[Stored data]
◆ ◆ ◆ ◆ ◆ ◆ ◆
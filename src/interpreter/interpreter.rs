//! Interpreter state.
//!
//! One `Interpreter` owns the environment, job table and trap state, and
//! is threaded mutably through execution and expansion. Subshells are
//! forked processes, so the child's copy is free.

use std::collections::HashMap;
use std::io::IsTerminal;
use std::os::fd::OwnedFd;

use crate::ast::types::ScriptNode;
use crate::environment::Environment;
use crate::interpreter::control_flow::{ControlFlow, ExecOutcome};
use crate::interpreter::errors::ExecError;
use crate::interpreter::job_control::JobTable;
use crate::interpreter::traps::TrapState;

/// A live process substitution: keep the fd open and the child tracked
/// for the duration of the enclosing simple command.
pub struct ProcSub {
    pub fd: OwnedFd,
    pub pid: i32,
}

pub struct Interpreter {
    pub env: Environment,
    pub jobs: JobTable,
    pub traps: TrapState,

    /// Loop nesting for break/continue.
    pub loop_depth: u32,
    /// Checked context: condition of if/while/until, `&&`/`||` operand,
    /// `!`-negated - errexit does not fire here.
    pub in_condition: bool,
    /// Nesting of `source`d scripts (return unwinds one level).
    pub source_depth: u32,
    /// Depth of function calls (for RETURN traps and `local`).
    pub func_depth: u32,

    /// `hash` builtin: remembered PATH lookups.
    pub hash_table: HashMap<String, String>,

    /// Process substitutions of the command being assembled.
    pub procsubs: Vec<ProcSub>,

    /// Status of the last command substitution in the current simple
    /// command (the status of an assignment-only command).
    pub last_subst_status: Option<i32>,

    /// This process is a forked subshell; `exit` semantics differ.
    pub in_subshell: bool,
    /// Reading commands from a terminal.
    pub interactive: bool,
    /// EXIT trap currently running (prevents recursion).
    pub exiting: bool,
    /// Set by `exec` without argv: keep the command's redirections.
    pub exec_redirs_persist: bool,
    /// getopts cluster position: (OPTIND snapshot, char offset).
    pub getopts_state: (i64, usize),

    pub shell_pgid: i32,
}

impl Interpreter {
    pub fn new() -> Self {
        Self {
            env: Environment::new(),
            jobs: JobTable::default(),
            traps: TrapState::default(),
            loop_depth: 0,
            in_condition: false,
            source_depth: 0,
            func_depth: 0,
            hash_table: HashMap::new(),
            procsubs: Vec::new(),
            last_subst_status: None,
            in_subshell: false,
            interactive: false,
            exiting: false,
            exec_redirs_persist: false,
            getopts_state: (1, 0),
            shell_pgid: nix::unistd::getpgrp().as_raw(),
        }
    }

    /// Job control is on when `monitor` is set and stdin is a terminal.
    pub fn job_control_active(&self) -> bool {
        self.env.options.monitor && std::io::stdin().is_terminal()
    }

    /// Write a diagnostic the way the shell reports everything.
    pub fn diagnostic(&self, message: &str) {
        eprintln!("marsh: {}", message);
    }

    /// Convert an error into its reported outcome at a command boundary.
    pub fn report(&mut self, err: ExecError) -> ExecOutcome {
        let status = err.status();
        self.diagnostic(&err.to_string());
        if err.is_fatal(self.interactive) {
            return ExecOutcome { status, flow: ControlFlow::Exit };
        }
        ExecOutcome::status(status)
    }

    /// Parse and run a trap action or `eval` body in the current scope.
    pub fn run_string(&mut self, source: &str) -> Result<ExecOutcome, ExecError> {
        let aliases = if self.env.options.expand_aliases {
            Some(self.env.aliases.clone())
        } else {
            None
        };
        let script: ScriptNode = crate::parser::parse_script(source, aliases.as_ref())?;
        self.run_script(&script)
    }

    /// Drop fds and reap children of finished process substitutions.
    pub fn close_procsubs(&mut self) {
        for ps in self.procsubs.drain(..) {
            drop(ps.fd);
            let _ = nix::sys::wait::waitpid(nix::unistd::Pid::from_raw(ps.pid), None);
        }
    }
}

impl Default for Interpreter {
    fn default() -> Self {
        Self::new()
    }
}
◆ ◆ ◆ ◆ ◆ ◆ ◆
• **Aim of the exercise**:
Tally the lines above that contain the string "aliases". Respond with the total alone.

• **Exercise output**:
3